A locked position is one whose principal can't be moved out of the protocol until a chosen term elapses (or never, if you choose a permanent lock). In exchange, you earn an interest bonus (suppliers) or pay a reduced rate (borrowers).

Locked positions are XPower Banq's primary defence against liquidation cascades. They also create a secondary asset class — locked positions trade at a discount on the open market, which is itself a useful primitive.

Why lock?

Three reasons, in roughly the order most users encounter them:

  1. Better rates. Locked suppliers earn the bonus; locked borrowers pay the malus. At full lock, your effective spread compresses toward zero — you pay close to the base rate either way.
  2. Cascade protection. Aggregate locked positions reduce the protocol-wide cascade depth by factor (1 − ϕ), where ϕ is the locked fraction. Locking is a kind of public good — you protect everyone, including yourself.
  3. Strategic commitment. If you're confident in your position over a fixed horizon, locking signals that to the protocol and earns you the bonus for it.

Why not lock?

Two reasons:

  1. Reduced flexibility. Once locked, your principal stays put. You can't redeem early. Your only exit is a transfer (or sale on the secondary market), and locked positions trade at a discount.
  2. You may want to repay early as a borrower. If your strategy involves dynamic borrowing, locking your debt position can leave you stuck paying for capital you no longer need.
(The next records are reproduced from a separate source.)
//! The differencing-and-apply step between the two mirrors.
//!
//! The [`Reconciler`] waits until both mirrors have refreshed since its
//! last pass, then computes the record upserts and deletions and applies
//! them through a [`ZoneWriter`]. Per-record failures never abort a pass.

use std::sync::Arc;

use tokio::sync::mpsc;
use tokio::task::JoinSet;
use tokio_util::sync::CancellationToken;
use tracing::{debug, error, info};

use crate::error::SyncError;
use crate::metrics::{self, WriteOp};
use crate::ns1::{Answer, DnsApi, Record, RecordType, ZoneInfo};
use crate::state::{self, RecordIds, Service, ServiceCache, ServiceMap};

/// Applies record writes for one zone.
///
/// Cheap to clone; per-service work is spawned onto the runtime so writes
/// for different services proceed in parallel.
#[derive(Clone)]
pub struct ZoneWriter {
    dns: Arc<dyn DnsApi>,
    zone: ZoneInfo,
    prefix: String,
    dns_ttl: u32,
}

impl ZoneWriter {
    /// Create a writer for the resolved target zone.
    pub fn new(dns: Arc<dyn DnsApi>, zone: ZoneInfo, prefix: &str, dns_ttl: u32) -> Self {
        Self {
            dns,
            zone,
            prefix: prefix.to_string(),
            dns_ttl,
        }
    }

    /// The DNS name a service is published under:
    /// `prefix + name + "." + zone`. A service named exactly like the zone
    /// projects to the apex, on the upsert and the deletion path alike.
    pub fn projected_domain(&self, name: &str) -> String {
        if name == self.zone.name {
            self.zone.name.clone()
        } else {
            format!("{}{}.{}", self.prefix, name, self.zone.name)
        }
    }

    /// Create or update the A and SRV records for every given service.
    /// Returns the number of records written successfully.
    pub async fn apply_upserts(&self, services: &ServiceMap) -> u64 {
        let mut tasks = JoinSet::new();
        for (key, service) in services {
            let writer = self.clone();
            let key = key.clone();
            let service = service.clone();
            tasks.spawn(async move { writer.upsert_service(&key, &service).await });
        }
        let mut count = 0;
        while let Some(result) = tasks.join_next().await {
            count += result.unwrap_or(0);
        }
        count
    }

    /// Delete the projected records of every given service. Returns the
    /// number of records deleted successfully.
    pub async fn apply_deletions(&self, services: &ServiceMap) -> u64 {
        let mut tasks = JoinSet::new();
        for (key, service) in services {
            let writer = self.clone();
            let key = key.clone();
            let ids = service.record_ids.clone();
            tasks.spawn(async move { writer.remove_service(&key, &ids).await });
        }
        let mut count = 0;
        while let Some(result) = tasks.join_next().await {
            count += result.unwrap_or(0);
        }
        count
    }

    async fn upsert_service(&self, key: &str, service: &Service) -> u64 {
        let domain = self.projected_domain(key);
        let mut a_record = self
            .generate(&service.record_ids.a, &domain, RecordType::A)
            .await;
        let mut srv_record = self
            .generate(&service.record_ids.srv, &domain, RecordType::Srv)
            .await;

        for instance in service.instances.values() {
            if !instance.a_answer.is_empty() {
                a_record.answers.push(Answer::a(&instance.a_answer));
            }
            for answer in instance.srv_answers.values() {
                srv_record.answers.push(Answer::srv(answer));
            }
        }

        let (a_ok, srv_ok) = tokio::join!(
            self.write(&service.record_ids.a, &a_record),
            self.write(&service.record_ids.srv, &srv_record),
        );
        u64::from(a_ok) + u64::from(srv_ok)
    }

    /// The record that will be written: a fresh one when no ID is known,
    /// otherwise the provider's current record with its answers wiped and
    /// the TTL overwritten. A failed fetch falls back to a fresh record so
    /// the write can still be attempted.
    async fn generate(&self, id: &str, domain: &str, record_type: RecordType) -> Record {
        let mut record = if id.is_empty() {
            Record::new(&self.zone.name, domain, record_type)
        } else {
            match self
                .dns
                .get_record(&self.zone.name, domain, record_type)
                .await
            {
                Ok(record) => record,
                Err(e) => {
                    error!(
                        domain,
                        r#type = %record_type,
                        id,
                        error = %e,
                        "cannot fetch record, generating a fresh one"
                    );
                    Record::new(&self.zone.name, domain, record_type)
                }
            }
        };
        record.answers.clear();
        record.ttl = self.dns_ttl;
        record
    }

    async fn write(&self, existing_id: &str, record: &Record) -> bool {
        let (op, result) = if existing_id.is_empty() {
            debug!(domain = %record.domain, r#type = %record.record_type, "creating record");
            (WriteOp::Create, self.dns.create_record(record).await)
        } else {
            debug!(domain = %record.domain, r#type = %record.record_type, "updating record");
            (WriteOp::Update, self.dns.update_record(record).await)
        };
        match result {
            Ok(()) => {
                metrics::record_write(op, true);
                true
            }
            Err(e) => {
                error!(
                    domain = %record.domain,
                    r#type = %record.record_type,
                    error = %e,
                    "cannot create or update record"
                );
                metrics::record_write(op, false);
                false
            }
        }
    }

    async fn remove_service(&self, key: &str, ids: &RecordIds) -> u64 {
        let domain = self.projected_domain(key);
        let delete_a = async {
            if ids.a.is_empty() {
                false
            } else {
                self.delete(&domain, RecordType::A).await
            }
        };
        let delete_srv = async {
            if ids.srv.is_empty() {
                false
            } else {
                self.delete(&domain, RecordType::Srv).await
            }
        };
        let (a_ok, srv_ok) = tokio::join!(delete_a, delete_srv);
        u64::from(a_ok) + u64::from(srv_ok)
    }

    async fn delete(&self, domain: &str, record_type: RecordType) -> bool {
        debug!(zone = %self.zone.name, domain, r#type = %record_type, "removing record");
        match self
            .dns
            .delete_record(&self.zone.name, domain, record_type)
            .await
        {
            Ok(()) => {
                metrics::record_write(WriteOp::Delete, true);
                true
            }
            Err(e) => {
                error!(
                    domain,
                    r#type = %record_type,
                    error = %e,
                    "record could not be deleted"
                );
                metrics::record_write(WriteOp::Delete, false);
                false
            }
        }
    }
}

/// Drives reconciliation passes from the mirrors' refresh signals.
pub struct Reconciler {
    writer: ZoneWriter,
    desired: ServiceCache,
    observed: ServiceCache,
    registry_refreshes: mpsc::Receiver<()>,
    dns_refreshes: mpsc::Receiver<()>,
}

impl Reconciler {
    /// Wire the reconciler to its writer, the two snapshot caches, and the
    /// mirrors' refresh channels.
    pub fn new(
        writer: ZoneWriter,
        desired: ServiceCache,
        observed: ServiceCache,
        registry_refreshes: mpsc::Receiver<()>,
        dns_refreshes: mpsc::Receiver<()>,
    ) -> Self {
        Self {
            writer,
            desired,
            observed,
            registry_refreshes,
            dns_refreshes,
        }
    }

    /// Run passes until cancelled.
    ///
    /// A pass only happens once both sides have signalled a refresh since
    /// the previous pass; tokens arriving while a side is already fresh
    /// coalesce. No pass runs before each mirror has refreshed at least
    /// once.
    pub async fn run(mut self, cancel: CancellationToken) -> Result<(), SyncError> {
        let mut registry_fresh = false;
        let mut dns_fresh = false;
        loop {
            tokio::select! {
                biased;

                _ = cancel.cancelled() => return Ok(()),
                token = self.registry_refreshes.recv() => match token {
                    Some(()) => registry_fresh = true,
                    None => return Err(SyncError::RefreshChannelClosed("registry")),
                },
                token = self.dns_refreshes.recv() => match token {
                    Some(()) => dns_fresh = true,
                    None => return Err(SyncError::RefreshChannelClosed("zone")),
                },
            }
            if registry_fresh && dns_fresh {
                self.reconcile_once().await;
                registry_fresh = false;
                dns_fresh = false;
            }
        }
    }

    async fn reconcile_once(&self) {
        let timer = metrics::Timer::start();
        let desired = self.desired.snapshot();
        let observed = self.observed.snapshot();
        debug!(
            desired = desired.len(),
            observed = observed.len(),
            "running reconciliation pass"
        );

        let upserts = state::upserts(&desired, &observed);
        let upserted = self.writer.apply_upserts(&upserts).await;

        let removals = state::deletions(&observed, &desired);
        let deleted = self.writer.apply_deletions(&removals).await;

        metrics::record_reconcile_pass(upserted, deleted, timer.elapsed());
        if upserted > 0 || deleted > 0 {
            info!(upserted, deleted, "zone reconciled");
        }
    }
}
Locking is reversible only by the calendar. Choose terms you actually intend to commit to.

Lock types at a glance

TypeTermReversibilityUse case
Timed lock3 months to ~48 monthsAuto-expiresMatch a known holding period
Permanent lockForeverNeverMaximum cascade protection, maximum bonus

See Timed vs permanent for the details.

What's actually locked

When you lock a position, only the principal is locked:

  • Locked supply: you can't withdraw the principal. Accrued interest is freely redeemable.
  • Locked borrow: you can't repay the principal early. Accrued interest can be settled at any time.

This means lock holders can still operate on margin and interact with their accruing yield without touching the locked stake itself.

How the protocol pays for the bonus

Locked suppliers earn extra interest. Locked borrowers pay less. Both are good for users — but the protocol still has to balance its books.

The mechanism: the protocol's interest spread (default 10%) is the budget. The bonus comes out of that spread. At full lock adoption (everyone locked), the effective spread is zero — supply rate and borrow rate both equal the base rate, and the protocol's margin disappears.

In practice, lock adoption fluctuates with utilization: it rises during stress (when cascade protection matters most and bonuses are juicy) and falls during calm (when protocol margin is preserved). See the Nash equilibrium analysis in the theory paper for the formal version.